Wenn nun die EgoistInnen-Abspaltung PFZ der EgoistInnen-Partei SVP mit ihrem Referendum gegen die finanzielle Unterstützung des Club of Rome zufällig Erfolg hatte, ist dies – angesichts aktueller Diskussionen wie Sozialmissbrauch und Steuerhinterziehung – in erster Linie ein finanzpolitischer Fingerzeig. Dies lässt sich aus den Abstimmungsergebnissen des Wochenendes schlüssig herleiten. Es gibt eine eindeutige Korrelation mit dem Abstimmungsergebnis zur Initiative gegen den Kampfjetlärm: je höher der Anteil Ja-Stimmen zu dieser Initiative, desto höher auch der Ja-Anteil zum „Club of Rome“-Kredit. Die ökologische Qualifikation des Club of Rome (und damit indirekt die Glaubwürdigkeit der städtischen Umweltpolitik) ist unbestritten. Im Gegensatz dazu besteht allerhöchstens ein schwacher Zusammenhang zur Abstimmung über die Unternehmenssteuerreform – es gab also unabhängig von der finanzpolitischen Haltung Nein-Stimmen zur „Club of Rome“-Vorlage!
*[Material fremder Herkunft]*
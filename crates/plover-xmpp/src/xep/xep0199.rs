//! XEP-0199: XMPP Ping
//!
//! Clients ping the server to check that the stream is still alive. The
//! server answers with an empty result. Pings addressed to other entities
//! are not relayed.

use crate::handler::{Handler, HandlerOutcome, SessionContext};
use crate::registry::NamespaceDictionary;
use crate::stanza::{Stanza, StanzaBuilder};
use crate::XmppError;

/// Namespace for XMPP ping.
pub const NS_PING: &str = "urn:xmpp:ping";

/// Answers `<iq type='get'><ping xmlns='urn:xmpp:ping'/></iq>`.
#[derive(Debug, Default, Clone, Copy)]
pub struct PingHandler;

impl PingHandler {
    /// The `urn:xmpp:ping` dictionary, ready to be attached to a phase.
    pub fn dictionary() -> Result<NamespaceDictionary, XmppError> {
        let mut dictionary = NamespaceDictionary::new(NS_PING);
        dictionary.register(NS_PING, "ping", PingHandler)?;
        Ok(dictionary)
    }
}

impl Handler for PingHandler {
    fn handle(&self, stanza: &Stanza, ctx: &SessionContext<'_>) -> Result<HandlerOutcome, XmppError> {
        match stanza.stanza_type() {
            Some("get") => {}
            Some("set") => {
                return Err(XmppError::bad_request(Some("ping must be type='get'".into())));
            }
            // Replies to pings we never sent.
            _ => return Ok(HandlerOutcome::none()),
        }

        if let Some(to) = stanza.to()? {
            let own_account = ctx.peer_entity().is_some_and(|peer| *peer == to.bare());
            if to != *ctx.server_entity() && !own_account {
                return Err(XmppError::service_unavailable(None));
            }
        }

        Ok(HandlerOutcome::reply(StanzaBuilder::iq_result(stanza)?.build()?))
    }
}
impl XmlParser {
    /// Create a new XML parser.
    pub fn new(limits: ParserLimits) -> Self {
        Self {
            limits,
            tokenizer: tokenizer(limits),
            input: Vec::new(),
            started: false,
            at_boundary: false,
            root_tag: Vec::new(),
            failure: None,
            tag: None,
            open: Vec::new(),
            builder: None,
            stanza_bytes: 0,
        }
    }

    /// Feed data into the parser and collect what it completed.
    ///
    /// Incomplete input is retained for the next call. When the input turns
    /// out to be malformed, the events completed before the fault are still
    /// returned and the error is reported by the following call.
    pub fn feed(&mut self, data: &[u8]) -> Result<Vec<ParserEvent>, XmppError> {
        let Feed { events, error } = self.push(data);
        match error {
            Some(e) if events.is_empty() => Err(e),
            _ => Ok(events),
        }
    }

    /// Feed data into the parser, returning completed events and the error
    /// that stopped parsing together.
    pub fn push(&mut self, data: &[u8]) -> Feed {
        let mut feed = Feed::default();
        if let Some(reason) = &self.failure {
            feed.error = Some(XmppError::xml_syntax(format!(
                "parser is in error state: {}",
                reason
            )));
            return feed;
        }

        self.input.extend_from_slice(data);
        if let Err(e) = self.drain(&mut feed.events) {
            self.failure = Some(e.to_string());
            self.input.clear();
            self.builder = None;
            self.tag = None;
            feed.error = Some(e);
        }
        feed
    }

    /// Return the parser to its initial state.
    ///
    /// Used when the underlying byte stream is replaced (after STARTTLS).
    pub fn reset(&mut self) {
        *self = Self::new(self.limits);
    }

    /// Whether the parser has failed permanently.
    pub fn is_failed(&self) -> bool {
        self.failure.is_some()
    }

    pub fn phase(&self) -> ParserPhase {
        if self.failure.is_some() {
            ParserPhase::Error
        } else if !self.open.is_empty() {
            ParserPhase::Stream
        } else if self.started {
            ParserPhase::Prolog
        } else {
            ParserPhase::Init
        }
    }

    /// Current element depth, counting the stream root.
    pub fn depth(&self) -> usize {
        self.open.len()
    }

    /// Run the tokenizer over buffered input until it needs more bytes.
    fn drain(&mut self, events: &mut Vec<ParserEvent>) -> Result<(), XmppError> {
        if !self.started {
            if self.input.len() < BOM.len() && BOM.starts_with(&self.input) {
                return Ok(());
            }
            if self.input.starts_with(BOM) {
                self.input.drain(..BOM.len());
            }
            self.started = true;
        }

        loop {
            if self.at_boundary {
                match self.classify_boundary() {
                    Boundary::NeedMore => return Ok(()),
                    Boundary::Restart => {
                        // The new header is parsed as a fresh document.
                        self.tokenizer = tokenizer(self.limits);
                        self.open.clear();
                        self.stanza_bytes = 0;
                    }
                    Boundary::Content => {}
                }
                self.at_boundary = false;
            }

            let mut rest: &[u8] = &self.input;
            let before = rest.len();
            let result = self.tokenizer.parse(&mut rest, false);
            let consumed = before - rest.len();
            self.input.drain(..consumed);

            self.stanza_bytes += consumed;
            if self.stanza_bytes > self.limits.max_stanza_bytes {
                return Err(syntax(format!(
                    "stanza exceeds {} bytes",
                    self.limits.max_stanza_bytes
                )));
            }

            match result {
                Ok(Some(event)) => self.handle(event, events)?,
                Ok(None) => return Ok(()),
                Err(rxml::Error::IO(e)) if e.kind() == io::ErrorKind::WouldBlock => return Ok(()),
                Err(e) => return Err(xml_error(e)),
            }
        }
    }

    /// Skip keepalive whitespace and look for a stream restart.
    fn classify_boundary(&mut self) -> Boundary {
        let blank = self
            .input
            .iter()
            .take_while(|b| b.is_ascii_whitespace())
            .count();
        self.input.drain(..blank);
        if self.input.is_empty() {
            return Boundary::NeedMore;
        }

        for pattern in [XML_DECL, self.root_tag.as_slice()] {
            if pattern.is_empty() {
                continue;
            }
            if self.input.len() <= pattern.len() && pattern.starts_with(&self.input) {
                return Boundary::NeedMore;
            }
            if self.input.starts_with(pattern) {
                let next = self.input[pattern.len()];
                if next.is_ascii_whitespace() || next == b'>' || next == b'/' {
                    return Boundary::Restart;
                }
            }
        }
        Boundary::Content
    }

    fn handle(&mut self, event: RawEvent, events: &mut Vec<ParserEvent>) -> Result<(), XmppError> {
        match event {
            RawEvent::XmlDeclaration(..) => Ok(()),
            RawEvent::ElementHeadOpen(_, (prefix, local)) => {
                if self.open.len() >= self.limits.max_depth {
                    return Err(syntax(format!(
                        "element nesting exceeds {}",
                        self.limits.max_depth
                    )));
                }
                self.tag = Some(StartTag {
                    name: qualified(prefix.as_ref().map(|p| p.as_str()), local.as_str()),
                    attrs: Vec::new(),
                });
                Ok(())
            }
            RawEvent::Attribute(_, (prefix, local), value) => {
                let name = qualified(prefix.as_ref().map(|p| p.as_str()), local.as_str());
                let tag = self
                    .tag
                    .as_mut()
                    .ok_or_else(|| XmppError::internal("attribute outside of a start tag"))?;
                if tag.attrs.iter().any(|(n, _)| *n == name) {
                    return Err(syntax(format!("duplicate attribute '{}'", name)));
                }
                tag.attrs.push((name, value));
                Ok(())
            }
            RawEvent::ElementHeadClose(_) => self.finish_start_tag(events),
            RawEvent::ElementFoot(_) => self.finish_element(events),
            RawEvent::Text(_, text) => self.character_data(&text),
        }
    }

    fn character_data(&mut self, text: &str) -> Result<(), XmppError> {
        if self.open.len() >= 2 {
            self.builder_mut()?.text(text).map_err(builder_error)?;
            Ok(())
        } else if text.chars().all(char::is_whitespace) {
            Ok(())
        } else {
            Err(syntax("character data outside of a stanza"))
        }
    }

    fn builder_mut(&mut self) -> Result<&mut StanzaBuilder, XmppError> {
        self.builder
            .as_mut()
            .ok_or_else(|| XmppError::internal("no stanza under construction"))
    }

    fn lookup_prefix(&self, prefix: &str, local: &[(String, String)]) -> Option<String> {
        if prefix == "xml" {
            return Some(ns::XML.to_string());
        }
        local
            .iter()
            .chain(self.open.iter().rev().flat_map(|e| e.prefixes.iter()))
            .find(|(p, _)| p == prefix)
            .map(|(_, uri)| uri.clone())
    }

    fn inherited_default_ns(&self) -> Option<String> {
        self.open.iter().rev().find_map(|e| e.default_ns.clone())
    }

    fn finish_start_tag(&mut self, events: &mut Vec<ParserEvent>) -> Result<(), XmppError> {
        let StartTag { name, attrs } = self
            .tag
            .take()
            .ok_or_else(|| XmppError::internal("start tag closed twice"))?;

        let mut default_ns = None;
        let mut prefixes = Vec::new();
        let mut attributes = Vec::with_capacity(attrs.len());
        for (attr, value) in attrs {
            if attr == "xmlns" {
                default_ns = Some(value);
            } else if let Some(prefix) = attr.strip_prefix("xmlns:") {
                if value.is_empty() {
                    return Err(syntax(format!("invalid namespace declaration '{}'", attr)));
                }
                prefixes.push((prefix.to_string(), value));
            } else {
                attributes.push((attr, value));
            }
        }

        let (prefix, local) = split_qname(&name);
        let namespace = match prefix {
            Some(prefix) => self
                .lookup_prefix(prefix, &prefixes)
                .ok_or_else(|| syntax(format!("unbound prefix '{}'", prefix)))?,
            None => default_ns
                .clone()
                .or_else(|| self.inherited_default_ns())
                .unwrap_or_default(),
        };
        for (attr, _) in &attributes {
            if let (Some(prefix), _) = split_qname(attr) {
                if self.lookup_prefix(prefix, &prefixes).is_none() {
                    return Err(syntax(format!("unbound prefix '{}'", prefix)));
                }
            }
        }

        let is_stream_root = namespace == ns::STREAM && local == "stream";
        match self.open.len() {
            0 if is_stream_root => {
                let content_ns = default_ns.clone();
                let header = StreamHeader::from_attributes(&attributes, content_ns);
                self.open.push(OpenElement {
                    default_ns,
                    prefixes,
                });
                self.root_tag = format!("<{}", name).into_bytes();
                self.stanza_bytes = 0;
                self.at_boundary = true;
                events.push(ParserEvent::StreamOpen(header));
                return Ok(());
            }
            0 => return Err(syntax(format!("expected <stream:stream>, got <{}>", name))),
            1 if is_stream_root => {
                return Err(syntax(format!("stream header <{}> inside the stream", name)))
            }
            _ => {}
        }

        let builder = self.builder.get_or_insert_with(StanzaBuilder::new);
        builder.start(local, &namespace).map_err(builder_error)?;
        for (prefix, uri) in &prefixes {
            builder.declare_prefix(prefix, uri).map_err(builder_error)?;
        }
        for (attr, value) in &attributes {
            builder.attribute(attr, value).map_err(builder_error)?;
        }
        self.open.push(OpenElement {
            default_ns,
            prefixes,
        });
        Ok(())
    }

    fn finish_element(&mut self, events: &mut Vec<ParserEvent>) -> Result<(), XmppError> {
        let depth = self.open.len();
        if self.open.pop().is_none() {
            return Err(syntax("end tag without a matching start tag"));
        }

        if depth == 1 {
            self.stanza_bytes = 0;
            events.push(ParserEvent::StreamClose);
            return Ok(());
        }

        self.builder_mut()?.end().map_err(builder_error)?;
        if depth == 2 {
            let builder = self
                .builder
                .take()
                .ok_or_else(|| XmppError::internal("no stanza under construction"))?;
            let stanza = builder.build().map_err(builder_error)?;
            self.stanza_bytes = 0;
            self.at_boundary = true;
            events.push(ParserEvent::Stanza(stanza));
        }
        Ok(())
    }
}
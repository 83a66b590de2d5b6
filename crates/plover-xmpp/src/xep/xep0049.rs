//! XEP-0049: Private XML Storage
//!
//! Allows users to store arbitrary XML data on the server, keyed by the
//! element name and namespace of the stored fragment. Reads and writes go
//! through a [`StorageProvider`] and complete as deferred work.

use std::fmt;
use std::sync::Arc;

use tracing::debug;

use crate::handler::{Handler, HandlerOutcome, SessionContext};
use crate::parser::ns;
use crate::registry::NamespaceDictionary;
use crate::stanza::{Stanza, StanzaBuilder, StanzaElement};
use crate::storage::StorageProvider;
use crate::XmppError;

/// Namespace for private XML storage.
pub const NS_PRIVATE: &str = "jabber:iq:private";

/// Key for private storage: element name + namespace combination.
#[derive(Debug, Clone, PartialEq, Eq, Hash)]
pub struct PrivateStorageKey {
    /// The element name
    pub element_name: String,
    /// The namespace
    pub namespace: String,
}

impl PrivateStorageKey {
    /// Key of the single fragment inside a `<query xmlns='jabber:iq:private'/>`.
    ///
    /// The fragment must be namespaced, and neither the client namespace nor
    /// `jabber:iq:private` itself may be used.
    pub fn from_query(query: &StanzaElement) -> Result<(Self, &StanzaElement), XmppError> {
        let mut children = query.child_elements();
        let fragment = match (children.next(), children.next()) {
            (Some(fragment), None) => fragment,
            (None, _) => {
                return Err(XmppError::bad_request(Some("query has no payload".into())));
            }
            (Some(_), Some(_)) => {
                return Err(XmppError::not_acceptable(Some(
                    "exactly one element per request".into(),
                )));
            }
        };

        match fragment.namespace() {
            "" | ns::JABBER_CLIENT | NS_PRIVATE => Err(XmppError::not_acceptable(Some(format!(
                "namespace '{}' cannot be stored",
                fragment.namespace()
            )))),
            namespace => Ok((
                Self {
                    element_name: fragment.name().to_string(),
                    namespace: namespace.to_string(),
                },
                fragment,
            )),
        }
    }

    /// Key under which the fragment is kept in the storage provider.
    pub fn storage_key(&self) -> String {
        format!("{}#{{{}}}{}", NS_PRIVATE, self.namespace, self.element_name)
    }
}

impl fmt::Display for PrivateStorageKey {
    fn fmt(&self, f: &mut fmt::Formatter<'_>) -> fmt::Result {
        write!(f, "{{{}}}{}", self.namespace, self.element_name)
    }
}

/// Serves `jabber:iq:private` get and set requests for the bound account.
pub struct PrivateStorageHandler {
    storage: Arc<dyn StorageProvider>,
}

impl PrivateStorageHandler {
    pub fn new(storage: Arc<dyn StorageProvider>) -> Self {
        Self { storage }
    }

    /// The `jabber:iq:private` dictionary, ready to be attached to a phase.
    pub fn dictionary(storage: Arc<dyn StorageProvider>) -> Result<NamespaceDictionary, XmppError> {
        let mut dictionary = NamespaceDictionary::new(NS_PRIVATE);
        dictionary.register(NS_PRIVATE, "query", Self::new(storage))?;
        Ok(dictionary)
    }
}

impl fmt::Debug for PrivateStorageHandler {
    fn fmt(&self, f: &mut fmt::Formatter<'_>) -> fmt::Result {
        f.debug_struct("PrivateStorageHandler").finish_non_exhaustive()
    }
}

impl Handler for PrivateStorageHandler {
    fn handle(&self, stanza: &Stanza, ctx: &SessionContext<'_>) -> Result<HandlerOutcome, XmppError> {
        let set = match stanza.stanza_type() {
            Some("get") => false,
            Some("set") => true,
            _ => return Ok(HandlerOutcome::none()),
        };

        let owner = ctx
            .bound_entity()
            .ok_or_else(|| XmppError::internal("private storage without bound entity"))?;
        if let Some(to) = stanza.to()? {
            if to.bare() != owner.bare() {
                return Err(XmppError::forbidden(Some(
                    "private storage of other accounts is not accessible".into(),
                )));
            }
        }

        let query = stanza
            .first_child()
            .ok_or_else(|| XmppError::bad_request(None))?;
        let (key, fragment) = PrivateStorageKey::from_query(query)?;
        let storage = Arc::clone(&self.storage);
        let request = stanza.clone();

        if set {
            let value = fragment.to_string();
            Ok(HandlerOutcome::deferred(async move {
                debug!(owner = %owner.bare(), key = %key, "Storing private XML");
                storage.put(&owner, &key.storage_key(), value).await?;
                Ok(vec![StanzaBuilder::iq_result(&request)?.build()?])
            }))
        } else {
            Ok(HandlerOutcome::deferred(async move {
                let stored = storage.get(&owner, &key.storage_key()).await?;
                Ok(vec![build_private_storage_result(&request, stored.as_deref(), &key)?])
            }))
        }
    }
}

/// Build a private storage result IQ (response to GET).
///
/// When nothing is stored, or the stored text no longer parses, the reply
/// carries the empty requested element.
pub fn build_private_storage_result(
    request: &Stanza,
    stored: Option<&str>,
    key: &PrivateStorageKey,
) -> Result<Stanza, XmppError> {
    let fragment = stored.and_then(|xml| match xml.parse::<StanzaElement>() {
        Ok(element) => Some(element),
        Err(e) => {
            debug!(key = %key, error = %e, "Stored private XML is unreadable");
            None
        }
    });

    let mut builder = StanzaBuilder::iq_result(request)?;
    builder.start("query", NS_PRIVATE)?;
    match fragment {
        Some(element) => {
            builder.append(element)?;
        }
        None => {
            builder.start(&key.element_name, &key.namespace)?.end()?;
        }
    }
    builder.end()?;
    builder.build()
}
Schade, dass finanzpolitische Anliegen auch den Zürcherinnen und Zürchern mehr bedeuten als das Schaffen von Freiräumen für eine Organisation, die der globalen Umweltpolitik bedeutende Impulse vermittelt!


Nachtrag 21. April 2008

Der Club of Rome zieht nach Winterthur! Schön für Winterthur – hoffentlich ein Denkzettel für die EgoistInnen der Partei gegen Zürich. Die privaten SponsorInnen Robert und Ruth Heuberger – Verwaltungsrat-Präsident und -Vizepräsidentin der SISKA Heuberger Holding AG haben sich bis anhin kaum für ökologische Anliegen eingesetzt. So hat etwa Herr Heuberger betont, er habe die Einkaufszentren in seinem Portfolio mit sehr vielen Parkplätzen gebaut, bevor der VCS dagegen Einsprache erheben konnte. Auch sucht man etwa in der Gebäudeliste von Minergie vergeblich nach dem Eintrag „SISKA“. Es bleibt zu hoffen, dass die zukünftigen Impulse des Club of Rome aus Winterthur nicht nur die Immobilienunternehmung SISKA zu ökologischen Höchstleistungen beflügeln, sondern die gesamte Immobilienbranche!